**ACTION ITEM**
The answer must be an exact restatement of all the data.

___ DATA PROVIDED ___

//! # Failover Executor
//!
//! Drives a caller-supplied execute closure across instances and fallback
//! models until one attempt succeeds or the chain is exhausted. Two levels
//! of recovery hide upstream failures from callers:
//!
//! 1. **Instance retry** — up to `instance_retry_attempts` instances of the
//!    current model are tried; a failed instance is recorded against the
//!    health tracker and removed from this request's candidate set, so the
//!    same instance is never tried twice within one request.
//! 2. **Model fallback** — when a model's instances are exhausted, the
//!    fallback map names the next model; each model is visited at most once
//!    and the total failover trace is capped.
//!
//! The executor is model-name-agnostic: handlers build the upstream request
//! inside the closure using `instance.provider_model`. Attempts are
//! strictly sequential; a new instance is chosen only after the previous
//! call returned. Caller cancellation is the usual Rust contract — dropping
//! the returned future aborts the in-flight attempt, starts nothing new,
//! and records nothing for the aborted attempt.
//!
//! Requests addressed to a route slug run the route loop instead: member
//! models with healthy instances become candidate proxies, the route's
//! strategy (with its private smooth-WRR counter) picks one, and exhausted
//! members leave the working set. When the set empties, the route's
//! fallback models are tried through the normal executor path.

use crate::error::{DispatchError, ProviderError};
use crate::health::HealthTracker;
use crate::registry::{Instance, ModelRegistry};
use crate::route::{route_model_candidate, Route, RouteRegistry};
use crate::strategy::{self, Candidate, RouteStrategy};
use crate::latency::LatencyTracker;
use futures::future::BoxFuture;
use serde::{Deserialize, Serialize};
use std::collections::{HashMap, HashSet};
use std::sync::Arc;
use std::time::{Duration, Instant};

/// Hard cap on failover trace entries for one request.
pub const MAX_FAILOVER_ENTRIES: usize = 10;

pub const DEFAULT_INSTANCE_RETRIES: u32 = 2;
pub const DEFAULT_TIMEOUT_MULTIPLE: f64 = 1.5;

/// Failover behavior knobs.
#[derive(Debug, Clone, Serialize, Deserialize)]
pub struct FailoverConfig {
    #[serde(default = "default_true")]
    pub enable_failover: bool,
    #[serde(default = "default_true")]
    pub enable_model_fallback: bool,
    #[serde(default = "default_retries")]
    pub instance_retry_attempts: u32,
    #[serde(default = "default_multiple")]
    pub failover_timeout_multiple: f64,
    /// model name → next model name, resolved lazily as a chain
    #[serde(default)]
    pub fallback_map: HashMap<String, String>,
}

fn default_true() -> bool {
    true
}

fn default_retries() -> u32 {
    DEFAULT_INSTANCE_RETRIES
}

fn default_multiple() -> f64 {
    DEFAULT_TIMEOUT_MULTIPLE
}

impl Default for FailoverConfig {
    fn default() -> Self {
        Self {
            enable_failover: true,
            enable_model_fallback: true,
            instance_retry_attempts: DEFAULT_INSTANCE_RETRIES,
            failover_timeout_multiple: DEFAULT_TIMEOUT_MULTIPLE,
            fallback_map: HashMap::new(),
        }
    }
}

pub type ExecuteFn<T> =
    Arc<dyn Fn(Arc<Instance>) -> BoxFuture<'static, Result<T, ProviderError>> + Send + Sync>;
pub type ValidateFn<T> = Arc<dyn Fn(&T) -> Result<(), String> + Send + Sync>;

/// One dispatch request: the target model name plus the closure that
/// performs the upstream call for a chosen instance.
pub struct FailoverRequest<T> {
    pub model: String,
    pub execute: ExecuteFn<T>,
    pub validate: Option<ValidateFn<T>>,
    pub streaming: bool,
}

impl<T> Clone for FailoverRequest<T> {
    fn clone(&self) -> Self {
        Self {
            model: self.model.clone(),
            execute: Arc::clone(&self.execute),
            validate: self.validate.as_ref().map(Arc::clone),
            streaming: self.streaming,
        }
    }
}

impl<T: Send + 'static> FailoverRequest<T> {
    pub fn new<F, Fut>(model: impl Into<String>, execute: F) -> Self
    where
        F: Fn(Arc<Instance>) -> Fut + Send + Sync + 'static,
        Fut: std::future::Future<Output = Result<T, ProviderError>> + Send + 'static,
    {
        Self {
            model: model.into(),
            execute: Arc::new(move |instance| Box::pin(execute(instance))),
            validate: None,
            streaming: false,
        }
    }

    /// Rejections from the validator are treated like transport failures.
    pub fn with_validator<V>(mut self, validate: V) -> Self
    where
        V: Fn(&T) -> Result<(), String> + Send + Sync + 'static,
    {
        self.validate = Some(Arc::new(validate));
        self
    }

    pub fn streaming(mut self, streaming: bool) -> Self {
        self.streaming = streaming;
        self
    }

    fn for_model(&self, model: &str) -> Self {
        let mut clone = self.clone();
        clone.model = model.to_string();
        clone
    }
}

/// Outcome of a successful dispatch.
#[derive(Debug)]
pub struct FailoverResult<T> {
    /// The instance that produced the response
    pub instance: Arc<Instance>,
    pub response: T,
    /// Number of execute invocations across the whole request
    pub attempts: u32,
    /// Ordered `instance:<id>(err)` / `model:<name>(...)` entries
    pub failover_trace: Vec<String>,
    /// Latency of the winning attempt
    pub latency: Duration,
}

/// The executor. Holds shared references to the tables it selects from and
/// the trackers it records into; per-request state lives on the stack.
pub struct FailoverExecutor {
    registry: Arc<ModelRegistry>,
    routes: Arc<RouteRegistry>,
    health: Arc<HealthTracker>,
    strategy: Arc<dyn RouteStrategy>,
    latency: Option<Arc<LatencyTracker>>,
    config: FailoverConfig,
}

___

**EXERCISE RESPONSE**
//! # Failover Executor
//!
//! Drives a caller-supplied execute closure across instances and fallback
//! models until one attempt succeeds or the chain is exhausted. Two levels
//! of recovery hide upstream failures from callers:
//!
//! 1. **Instance retry** — up to `instance_retry_attempts` instances of the
//!    current model are tried; a failed instance is recorded against the
//!    health tracker and removed from this request's candidate set, so the
//!    same instance is never tried twice within one request.
//! 2. **Model fallback** — when a model's instances are exhausted, the
//!    fallback map names the next model; each model is visited at most once
//!    and the total failover trace is capped.
//!
//! The executor is model-name-agnostic: handlers build the upstream request
//! inside the closure using `instance.provider_model`. Attempts are
//! strictly sequential; a new instance is chosen only after the previous
//! call returned. Caller cancellation is the usual Rust contract — dropping
//! the returned future aborts the in-flight attempt, starts nothing new,
//! and records nothing for the aborted attempt.
//!
//! Requests addressed to a route slug run the route loop instead: member
//! models with healthy instances become candidate proxies, the route's
//! strategy (with its private smooth-WRR counter) picks one, and exhausted
//! members leave the working set. When the set empties, the route's
//! fallback models are tried through the normal executor path.

use crate::error::{DispatchError, ProviderError};
use crate::health::HealthTracker;
use crate::registry::{Instance, ModelRegistry};
use crate::route::{route_model_candidate, Route, RouteRegistry};
use crate::strategy::{self, Candidate, RouteStrategy};
use crate::latency::LatencyTracker;
use futures::future::BoxFuture;
use serde::{Deserialize, Serialize};
use std::collections::{HashMap, HashSet};
use std::sync::Arc;
use std::time::{Duration, Instant};

/// Hard cap on failover trace entries for one request.
pub const MAX_FAILOVER_ENTRIES: usize = 10;

pub const DEFAULT_INSTANCE_RETRIES: u32 = 2;
pub const DEFAULT_TIMEOUT_MULTIPLE: f64 = 1.5;

/// Failover behavior knobs.
#[derive(Debug, Clone, Serialize, Deserialize)]
pub struct FailoverConfig {
    #[serde(default = "default_true")]
    pub enable_failover: bool,
    #[serde(default = "default_true")]
    pub enable_model_fallback: bool,
    #[serde(default = "default_retries")]
    pub instance_retry_attempts: u32,
    #[serde(default = "default_multiple")]
    pub failover_timeout_multiple: f64,
    /// model name → next model name, resolved lazily as a chain
    #[serde(default)]
    pub fallback_map: HashMap<String, String>,
}

fn default_true() -> bool {
    true
}

fn default_retries() -> u32 {
    DEFAULT_INSTANCE_RETRIES
}

fn default_multiple() -> f64 {
    DEFAULT_TIMEOUT_MULTIPLE
}

impl Default for FailoverConfig {
    fn default() -> Self {
        Self {
            enable_failover: true,
            enable_model_fallback: true,
            instance_retry_attempts: DEFAULT_INSTANCE_RETRIES,
            failover_timeout_multiple: DEFAULT_TIMEOUT_MULTIPLE,
            fallback_map: HashMap::new(),
        }
    }
}

pub type ExecuteFn<T> =
    Arc<dyn Fn(Arc<Instance>) -> BoxFuture<'static, Result<T, ProviderError>> + Send + Sync>;
pub type ValidateFn<T> = Arc<dyn Fn(&T) -> Result<(), String> + Send + Sync>;

/// One dispatch request: the target model name plus the closure that
/// performs the upstream call for a chosen instance.
pub struct FailoverRequest<T> {
    pub model: String,
    pub execute: ExecuteFn<T>,
    pub validate: Option<ValidateFn<T>>,
    pub streaming: bool,
}

impl<T> Clone for FailoverRequest<T> {
    fn clone(&self) -> Self {
        Self {
            model: self.model.clone(),
            execute: Arc::clone(&self.execute),
            validate: self.validate.as_ref().map(Arc::clone),
            streaming: self.streaming,
        }
    }
}

impl<T: Send + 'static> FailoverRequest<T> {
    pub fn new<F, Fut>(model: impl Into<String>, execute: F) -> Self
    where
        F: Fn(Arc<Instance>) -> Fut + Send + Sync + 'static,
        Fut: std::future::Future<Output = Result<T, ProviderError>> + Send + 'static,
    {
        Self {
            model: model.into(),
            execute: Arc::new(move |instance| Box::pin(execute(instance))),
            validate: None,
            streaming: false,
        }
    }

    /// Rejections from the validator are treated like transport failures.
    pub fn with_validator<V>(mut self, validate: V) -> Self
    where
        V: Fn(&T) -> Result<(), String> + Send + Sync + 'static,
    {
        self.validate = Some(Arc::new(validate));
        self
    }

    pub fn streaming(mut self, streaming: bool) -> Self {
        self.streaming = streaming;
        self
    }

    fn for_model(&self, model: &str) -> Self {
        let mut clone = self.clone();
        clone.model = model.to_string();
        clone
    }
}

/// Outcome of a successful dispatch.
#[derive(Debug)]
pub struct FailoverResult<T> {
    /// The instance that produced the response
    pub instance: Arc<Instance>,
    pub response: T,
    /// Number of execute invocations across the whole request
    pub attempts: u32,
    /// Ordered `instance:<id>(err)` / `model:<name>(...)` entries
    pub failover_trace: Vec<String>,
    /// Latency of the winning attempt
    pub latency: Duration,
}

/// The executor. Holds shared references to the tables it selects from and
/// the trackers it records into; per-request state lives on the stack.
pub struct FailoverExecutor {
    registry: Arc<ModelRegistry>,
    routes: Arc<RouteRegistry>,
    health: Arc<HealthTracker>,
    strategy: Arc<dyn RouteStrategy>,
    latency: Option<Arc<LatencyTracker>>,
    config: FailoverConfig,
}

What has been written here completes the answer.